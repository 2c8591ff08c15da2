//! End-to-end dispatch tests against the in-process core: admission,
//! lifecycle ordering, argument binding, and failure isolation.

use std::sync::Arc;

use wsgate::admission::{Admission, UpgradeGate};
use wsgate::dispatch::{Connection, EventPayload, EventRouter, EventRouterBuilder, Transport};
use wsgate::endpoint::{HandlerSpec, MethodDecl, ParamSpec, Role, ScalarType};

mod common;
use common::RecordingTransport;

/// Handler that narrates its lifecycle onto the transport.
#[derive(Default)]
struct Narrator;

fn narrator_spec() -> HandlerSpec {
    HandlerSpec::new("Narrator", Narrator::default)
        .method(
            MethodDecl::new("on_open")
                .role(Role::OnOpen)
                .param(ParamSpec::session())
                .handler::<Narrator, _>(|_, args| {
                    args.session(0)?.send_text("open")?;
                    Ok(())
                }),
        )
        .method(
            MethodDecl::new("on_message")
                .role(Role::OnMessage)
                .param(ParamSpec::session())
                .param(ParamSpec::text())
                .handler::<Narrator, _>(|_, args| {
                    let text = args.text(1)?;
                    if text == "boom" {
                        return Err("handler exploded".into());
                    }
                    args.session(0)?.send_text(&format!("echo:{text}"))?;
                    Ok(())
                }),
        )
        .method(
            MethodDecl::new("on_error")
                .role(Role::OnError)
                .param(ParamSpec::session())
                .param(ParamSpec::error())
                .handler::<Narrator, _>(|_, args| {
                    args.session(0)?
                        .send_text(&format!("error:{}", args.error(1)?))?;
                    Ok(())
                }),
        )
        .method(
            MethodDecl::new("on_event")
                .role(Role::OnEvent)
                .param(ParamSpec::session())
                .param(ParamSpec::event())
                .handler::<Narrator, _>(|_, args| {
                    if let Some(event) = args.event(1)? {
                        args.session(0)?.send_text(&format!("event:{}", event.label()))?;
                    }
                    Ok(())
                }),
        )
        .method(
            MethodDecl::new("on_close")
                .role(Role::OnClose)
                .param(ParamSpec::session())
                .handler::<Narrator, _>(|_, args| {
                    args.session(0)?.send_text("close")?;
                    Ok(())
                }),
        )
}

fn narrator_router() -> Arc<EventRouter> {
    let mut builder = EventRouterBuilder::new();
    builder.register("/narrate", &narrator_spec()).unwrap();
    Arc::new(builder.build())
}

fn admit_and_open(router: &Arc<EventRouter>, conn: &Connection, path: &str) -> String {
    let gate = UpgradeGate::new(Arc::clone(router));
    let req = common::upgrade_request(path);
    match gate.admit(conn, &req) {
        Admission::Accept(accepted) => {
            router.do_on_open(conn, &req, &accepted.pattern);
            accepted.pattern
        }
        other => panic!("admission failed: {other:?}"),
    }
}

#[test]
fn lifecycle_events_arrive_in_order() {
    let router = narrator_router();
    let transport = Arc::new(RecordingTransport::default());
    let conn = Connection::new(transport.clone());

    admit_and_open(&router, &conn, "/narrate");
    router.do_on_message(&conn, "hi");
    router.do_on_event(&conn, &EventPayload::ReaderIdle);
    router.do_on_close(&conn);

    assert_eq!(transport.sent(), ["open", "echo:hi", "event:reader-idle", "close"]);
}

#[test]
fn handler_failure_does_not_poison_the_connection() {
    let router = narrator_router();
    let transport = Arc::new(RecordingTransport::default());
    let conn = Connection::new(transport.clone());

    admit_and_open(&router, &conn, "/narrate");
    router.do_on_message(&conn, "boom");
    router.do_on_message(&conn, "ping");

    assert_eq!(transport.sent(), ["open", "echo:ping"]);
    assert!(transport.is_active());
}

#[test]
fn errors_reach_the_error_method() {
    let router = narrator_router();
    let transport = Arc::new(RecordingTransport::default());
    let conn = Connection::new(transport.clone());

    admit_and_open(&router, &conn, "/narrate");
    let error: Arc<dyn std::error::Error + Send + Sync> =
        Arc::new(std::io::Error::new(std::io::ErrorKind::BrokenPipe, "peer vanished"));
    router.do_on_error(&conn, &error);

    assert_eq!(transport.sent(), ["open", "error:peer vanished"]);
}

#[test]
fn close_is_terminal_and_idempotent() {
    let router = narrator_router();
    let transport = Arc::new(RecordingTransport::default());
    let conn = Connection::new(transport.clone());

    admit_and_open(&router, &conn, "/narrate");
    router.do_on_close(&conn);
    router.do_on_close(&conn);
    router.do_on_message(&conn, "late");
    router.do_on_event(&conn, &EventPayload::AllIdle);

    assert_eq!(transport.sent(), ["open", "close"]);
    assert_eq!(router.online(), 0);
}

#[test]
fn online_counter_tracks_open_connections() {
    let router = narrator_router();
    let first = Connection::new(Arc::new(RecordingTransport::default()));
    let second = Connection::new(Arc::new(RecordingTransport::default()));

    admit_and_open(&router, &first, "/narrate");
    admit_and_open(&router, &second, "/narrate");
    assert_eq!(router.online(), 2);

    router.do_on_close(&first);
    assert_eq!(router.online(), 1);
    router.do_on_close(&second);
    assert_eq!(router.online(), 0);
}

#[test]
fn path_variables_bind_from_the_template() {
    #[derive(Default)]
    struct Greeter;
    let spec = HandlerSpec::new("Greeter", Greeter::default).method(
        MethodDecl::new("on_open")
            .role(Role::OnOpen)
            .param(ParamSpec::session())
            .param(ParamSpec::path_param("room").with_default("lobby"))
            .handler::<Greeter, _>(|_, args| {
                let room = args.str_opt(1)?.unwrap_or("none").to_owned();
                args.session(0)?.send_text(&format!("room={room}"))?;
                Ok(())
            }),
    );
    let mut builder = EventRouterBuilder::new();
    builder.register("/chat/{room}", &spec).unwrap();
    let router = Arc::new(builder.build());

    let transport = Arc::new(RecordingTransport::default());
    let conn = Connection::new(transport.clone());
    let pattern = admit_and_open(&router, &conn, "/chat/ops");

    assert_eq!(pattern, "/chat/{room}");
    assert_eq!(transport.sent(), ["room=ops"]);
}

#[test]
fn missing_path_parameter_falls_back_to_its_default() {
    #[derive(Default)]
    struct Greeter;
    let spec = HandlerSpec::new("Greeter", Greeter::default).method(
        MethodDecl::new("on_open")
            .role(Role::OnOpen)
            .param(ParamSpec::session())
            .param(ParamSpec::path_param("room").with_default("lobby"))
            .handler::<Greeter, _>(|_, args| {
                let room = args.str_opt(1)?.unwrap_or("none").to_owned();
                args.session(0)?.send_text(&format!("room={room}"))?;
                Ok(())
            }),
    );
    let mut builder = EventRouterBuilder::new();
    builder.register("/join", &spec).unwrap();
    let router = Arc::new(builder.build());

    let transport = Arc::new(RecordingTransport::default());
    let conn = Connection::new(transport.clone());
    admit_and_open(&router, &conn, "/join");

    assert_eq!(transport.sent(), ["room=lobby"]);
}

#[test]
fn typed_query_parameter_binds_on_open() {
    #[derive(Default)]
    struct Counter;
    let spec = HandlerSpec::new("Counter", Counter::default).method(
        MethodDecl::new("on_open")
            .role(Role::OnOpen)
            .param(ParamSpec::session())
            .param(ParamSpec::path_param("limit").typed(ScalarType::I64))
            .handler::<Counter, _>(|_, args| {
                let limit = args.int_opt(1)?.unwrap_or(-1);
                args.session(0)?.send_text(&format!("limit={limit}"))?;
                Ok(())
            }),
    );
    let mut builder = EventRouterBuilder::new();
    builder.register("/feed", &spec).unwrap();
    let router = Arc::new(builder.build());

    let transport = Arc::new(RecordingTransport::default());
    let conn = Connection::new(transport.clone());
    admit_and_open(&router, &conn, "/feed?limit=42");

    assert_eq!(transport.sent(), ["limit=42"]);
}

#[test]
fn binary_frames_dispatch_to_the_binary_method() {
    #[derive(Default)]
    struct Mirror;
    let spec = HandlerSpec::new("Mirror", Mirror::default)
        .method(
            MethodDecl::new("on_open")
                .role(Role::OnOpen)
                .param(ParamSpec::session())
                .handler::<Mirror, _>(|_, _| Ok(())),
        )
        .method(
            MethodDecl::new("on_binary")
                .role(Role::OnBinary)
                .param(ParamSpec::session())
                .param(ParamSpec::binary())
                .handler::<Mirror, _>(|_, args| {
                    args.session(0)?.send_binary(args.binary(1)?.clone())?;
                    Ok(())
                }),
        );
    let mut builder = EventRouterBuilder::new();
    builder.register("/mirror", &spec).unwrap();
    let router = Arc::new(builder.build());

    let transport = Arc::new(RecordingTransport::default());
    let conn = Connection::new(transport.clone());
    admit_and_open(&router, &conn, "/mirror");
    router.do_on_binary(&conn, &bytes::Bytes::from_static(b"\x01\x02\x03"));

    assert_eq!(transport.sent(), ["bin:3"]);
}

#[test]
fn per_connection_state_is_isolated() {
    #[derive(Default)]
    struct Tally {
        seen: u64,
    }
    let spec = HandlerSpec::new("Tally", Tally::default)
        .method(
            MethodDecl::new("on_open")
                .role(Role::OnOpen)
                .param(ParamSpec::session())
                .handler::<Tally, _>(|_, _| Ok(())),
        )
        .method(
            MethodDecl::new("on_message")
                .role(Role::OnMessage)
                .param(ParamSpec::session())
                .param(ParamSpec::text())
                .handler::<Tally, _>(|state, args| {
                    state.seen += 1;
                    args.session(0)?.send_text(&format!("seen={}", state.seen))?;
                    Ok(())
                }),
        );
    let mut builder = EventRouterBuilder::new();
    builder.register("/tally", &spec).unwrap();
    let router = Arc::new(builder.build());

    let first_transport = Arc::new(RecordingTransport::default());
    let first = Connection::new(first_transport.clone());
    let second_transport = Arc::new(RecordingTransport::default());
    let second = Connection::new(second_transport.clone());

    admit_and_open(&router, &first, "/tally");
    admit_and_open(&router, &second, "/tally");

    router.do_on_message(&first, "a");
    router.do_on_message(&first, "b");
    router.do_on_message(&second, "x");

    assert_eq!(first_transport.sent(), ["seen=1", "seen=2"]);
    assert_eq!(second_transport.sent(), ["seen=1"]);
}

____

What the exercise asks. Look above for lines with the word "sent" and copy them all.

Answer box.
    assert_eq!(transport.sent(), ["open", "echo:hi", "event:reader-idle", "close"]);
    assert_eq!(transport.sent(), ["open", "echo:ping"]);
    assert_eq!(transport.sent(), ["open", "error:peer vanished"]);
    assert_eq!(transport.sent(), ["open", "close"]);
    assert_eq!(transport.sent(), ["room=ops"]);
    assert_eq!(transport.sent(), ["room=lobby"]);
    assert_eq!(transport.sent(), ["limit=42"]);
    assert_eq!(transport.sent(), ["bin:3"]);
    assert_eq!(first_transport.sent(), ["seen=1", "seen=2"]);
    assert_eq!(second_transport.sent(), ["seen=1"]);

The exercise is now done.